Covenants in Contrast
I’d like to remind you of what it is that the author of Hebrews is aiming at with this entire book. Even though in some ways Hebrews is a very complex book—unfolding complex theological concepts, intricate relationships between Old Testament concepts and their New Testament counterparts, and the like—at the fundamental level, it is actually one of the simplest books in the whole New Testament.
Maybe you’ve already seen why. It’s a simple book, because it’s really built to do one thing above all, and that is to show us that Jesus is better than all of his forerunners and rivals. The whole message of the book could be summarized simply by saying, “Jesus Christ is preeminent, so you would be a fool to worship any other over him.”
And so the book has relentlessly asserted the supremacy of Christ in every possible category, especially the categories a Jewish Christian would think in: He’s the better speech, revelation of God, the final Prophet.
He’s superior to Moses, Joshua, Aaron, with a better conquest than Canaan’s conquest. He’s a better priest than the Levitical priests—the great and immortal High Priest of Heaven after the order of Melchizedek.
That’s where we’ve come so far. And now, we will see that Jesus is also the mediator of a better covenant. Look with me, if you would, at verse one of chapter eight. This is the Word of the Living God:
“Now the point in what we are saying is this: we have such a high priest, one who is seated at the right hand of the throne of the Majesty in heaven, a minister in the holy places, in the true tent that the Lord set up, not man. For every high priest is appointed to offer gifts and sacrifices; thus it is necessary for this priest also to have something to offer. Now if he were on earth, he would not be a priest at all, since there are priests who offer gifts according to the law. They serve a copy and shadow of the heavenly things. For when Moses was about to erect the tent, he was instructed by God, saying, [Ex. 25:40] “See that you make everything according to the pattern that was shown you on the mountain.” But as it is, Christ has obtained a ministry that is as much more excellent than the old as the covenant he mediates is better, since it is enacted on better promises.
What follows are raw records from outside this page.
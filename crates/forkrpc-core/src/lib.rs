//! forkrpc-core: foundation traits and types for forkrpc.
//!
//! # Overview
//!
//! forkrpc is the client-side JSON-RPC transport of a forking execution node.
//! The core crate defines:
//!
//! - [`RpcTransport`]: the single `request(method, params)` entry point
//! - [`JsonRpcRequest`] / [`JsonRpcResponse`]: wire types
//! - [`TransportError`] / [`ErrorCause`]: structured, cloneable errors
//! - [`policy`] module: transient-error classification and backoff
//! - [`ForkConfig`]: chain id + fork block fetched through any transport

pub mod codes;
pub mod error;
pub mod fork;
pub mod policy;
pub mod request;
pub mod transport;

pub use codes::RpcErrorCode;
pub use error::{ErrorCause, ErrorKind, TransportError};
pub use fork::{parse_hex_quantity, ForkConfig};
pub use policy::{RetryConfig, RetryPolicy};
pub use request::{JsonRpcError, JsonRpcRequest, JsonRpcResponse, RpcId, RpcParam};
pub use transport::RpcTransport;
//! In-memory [`HttpBackend`] for unit tests.

use async_trait::async_trait;
use serde_json::{json, Value};
use std::sync::atomic::{AtomicUsize, Ordering};
use std::sync::Mutex;
use std::time::Duration;

use forkrpc_core::error::ErrorCause;

use crate::backend::HttpBackend;

type Handler = Box<dyn Fn(usize, &Value) -> Result<Value, ErrorCause> + Send + Sync>;

/// Records every body it receives and answers through `handler`, which
/// gets the zero-based call index and the request body.
pub(crate) struct MockBackend {
    handler: Handler,
    delay: Duration,
    calls: AtomicUsize,
    bodies: Mutex<Vec<Value>>,
}

impl MockBackend {
    pub(crate) fn new(
        handler: impl Fn(usize, &Value) -> Result<Value, ErrorCause> + Send + Sync + 'static,
    ) -> Self {
        Self {
            handler: Box::new(handler),
            delay: Duration::ZERO,
            calls: AtomicUsize::new(0),
            bodies: Mutex::new(Vec::new()),
        }
    }

    /// Answers every request in the body with `result_for(method)`.
    pub(crate) fn echo(result_for: impl Fn(&str) -> Value + Send + Sync + 'static) -> Self {
        Self::new(move |_, body| Ok(map_requests(body, |req| ok(req, result_for(method_of(req))))))
    }

    pub(crate) fn with_delay(mut self, delay: Duration) -> Self {
        self.delay = delay;
        self
    }

    pub(crate) fn calls(&self) -> usize {
        self.calls.load(Ordering::SeqCst)
    }

    pub(crate) fn bodies(&self) -> Vec<Value> {
        self.bodies.lock().unwrap().clone()
    }
}

#[async_trait]
impl HttpBackend for MockBackend {
    async fn post(&self, body: &Value) -> Result<Value, ErrorCause> {
        let index = self.calls.fetch_add(1, Ordering::SeqCst);
        self.bodies.lock().unwrap().push(body.clone());
        if !self.delay.is_zero() {
            tokio::time::sleep(self.delay).await;
        }
        (self.handler)(index, body)
    }

    fn url(&self) -> &str {
        "http://mock.invalid"
    }
}

pub(crate) fn method_of(req: &Value) -> &str {
    req["method"].as_str().unwrap_or_default()
}

pub(crate) fn ok(req: &Value, result: Value) -> Value {
    json!({"jsonrpc": "2.0", "id": req["id"], "result": result})
}

pub(crate) fn rpc_err(req: &Value, code: i64, message: &str) -> Value {
    json!({"jsonrpc": "2.0", "id": req["id"], "error": {"code": code, "message": message}})
}

/// Applies `f` to a single request object or to every element of a batch.
pub(crate) fn map_requests(body: &Value, f: impl Fn(&Value) -> Value) -> Value {
    match body {
        Value::Array(reqs) => Value::Array(reqs.iter().map(f).collect()),
        single => f(single),
    }
}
For if that first covenant had been faultless, there would have been no occasion to look for a second. For he finds fault with them when he says:
“Behold, the days are coming, declares the Lord,
when I will establish a new covenant with the house of Israel
and with the house of Judah,
not like the covenant that I made with their fathers
on the day when I took them by the hand to bring them out of the land of Egypt.
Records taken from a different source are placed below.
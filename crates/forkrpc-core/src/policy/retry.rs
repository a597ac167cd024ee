//! Transient-error classification and exponential backoff.

use std::future::Future;
use std::time::Duration;

use crate::error::{matches_network, matches_rate_limit, matches_timeout, ErrorCause};

/// Configuration for the retry policy.
#[derive(Debug, Clone)]
pub struct RetryConfig {
    /// Maximum number of retry attempts (not counting the first try).
    pub max_retries: u32,
    /// Delay before the first retry.
    pub initial_backoff: Duration,
    /// Maximum backoff delay (caps exponential growth).
    pub max_backoff: Duration,
    /// Multiplier applied to backoff on each retry.
    pub multiplier: f64,
    /// Add `jitter_fraction * backoff / 2` to every delay (0.0 = no jitter).
    pub jitter_fraction: f64,
}

impl Default for RetryConfig {
    fn default() -> Self {
        Self {
            max_retries: 3,
            initial_backoff: Duration::from_millis(1_000),
            max_backoff: Duration::from_secs(60),
            multiplier: 2.0,
            jitter_fraction: 0.0,
        }
    }
}

impl RetryConfig {
    /// `retry_count` retries starting at `base_delay`, doubling each time.
    pub fn exponential(retry_count: u32, base_delay: Duration) -> Self {
        Self {
            max_retries: retry_count,
            initial_backoff: base_delay,
            ..Default::default()
        }
    }
}

/// Stateless retry policy: decides *whether* to retry and *how long* to wait.
#[derive(Debug, Clone, Default)]
pub struct RetryPolicy {
    pub config: RetryConfig,
}

impl RetryPolicy {
    pub fn new(config: RetryConfig) -> Self {
        Self { config }
    }

    /// A policy that never retries.
    pub fn none() -> Self {
        Self::new(RetryConfig {
            max_retries: 0,
            ..Default::default()
        })
    }

    /// Returns `true` if `cause` is transient and worth resending.
    ///
    /// Rules are applied in order: RPC codes first (only the catch-all codes
    /// retry), then network, timeout, 5xx and rate-limit conditions.
    /// Everything else is a semantic failure.
    pub fn is_retryable(&self, cause: &ErrorCause) -> bool {
        match cause {
            ErrorCause::Rpc(_) => cause.rpc_code().is_some_and(|c| c.is_catch_all()),
            ErrorCause::Network(_) | ErrorCause::Timeout { .. } => true,
            ErrorCause::HttpStatus { status, .. } => *status >= 500 || *status == 429,
            ErrorCause::MissingResponse { .. } | ErrorCause::ShuttingDown | ErrorCause::Decode(_) => {
                false
            }
            ErrorCause::Other(msg) => is_retryable_message(msg),
        }
    }

    /// Returns the delay before the `attempt`-th retry (1-based).
    /// Returns `None` if `attempt` exceeds `max_retries`.
    pub fn next_delay(&self, attempt: u32) -> Option<Duration> {
        if attempt == 0 || attempt > self.config.max_retries {
            return None;
        }
        let base_ms = self.config.initial_backoff.as_millis() as f64
            * self.config.multiplier.powi((attempt - 1) as i32);
        let cap_ms = self.config.max_backoff.as_millis() as f64;
        let capped = base_ms.min(cap_ms);

        let jitter_ms = capped * self.config.jitter_fraction * 0.5;
        let total_ms = (capped + jitter_ms) as u64;

        Some(Duration::from_millis(total_ms))
    }

    /// The full backoff schedule, one delay per permitted retry.
    pub fn schedule(&self) -> impl Iterator<Item = Duration> + '_ {
        (1..=self.config.max_retries).filter_map(move |attempt| self.next_delay(attempt))
    }

    /// Run `op` until it succeeds, fails with a non-retryable cause, or the
    /// retry budget is spent. `label` only appears in log events.
    pub async fn run<T, F, Fut>(&self, label: &str, mut op: F) -> Result<T, ErrorCause>
    where
        F: FnMut() -> Fut,
        Fut: Future<Output = Result<T, ErrorCause>>,
    {
        let mut attempt = 0u32;
        loop {
            attempt += 1;
            match op().await {
                Ok(value) => return Ok(value),
                Err(e) if self.is_retryable(&e) => match self.next_delay(attempt) {
                    Some(delay) => {
                        tracing::warn!(
                            attempt,
                            delay_ms = delay.as_millis() as u64,
                            error = %e,
                            target_call = label,
                            "retrying request"
                        );
                        tokio::time::sleep(delay).await;
                    }
                    None => {
                        if self.config.max_retries > 0 {
                            tracing::error!(
                                attempt,
                                error = %e,
                                target_call = label,
                                "max retries exceeded"
                            );
                        }
                        return Err(e);
                    }
                },
                Err(e) => return Err(e),
            }
        }
    }
}

/// Message-text rules for causes that arrived without a type.
fn is_retryable_message(msg: &str) -> bool {
    if msg.is_empty() {
        return false;
    }
    let lower = msg.to_ascii_lowercase();
    matches_network(&lower)
        || matches_timeout(&lower)
        || lower.contains("http error: 5")
        || matches_rate_limit(&lower)
}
For they did not continue in my covenant,
and so I showed no concern for them, declares the Lord.
For this is the covenant that I will make with the house of Israel
after those days, declares the Lord:
I will put my laws into their minds,
and write them on their hearts,
and I will be their God,
and they shall be my people.
And they shall not teach, each one his neighbor
and each one his brother, saying, ‘Know the Lord,’
for they shall all know me,
from the least of them to the greatest.
For I will be merciful toward their iniquities,
and I will remember their sins no more.”
In speaking of a new covenant, he makes the first one obsolete. And what is becoming obsolete and growing old is ready to vanish away.”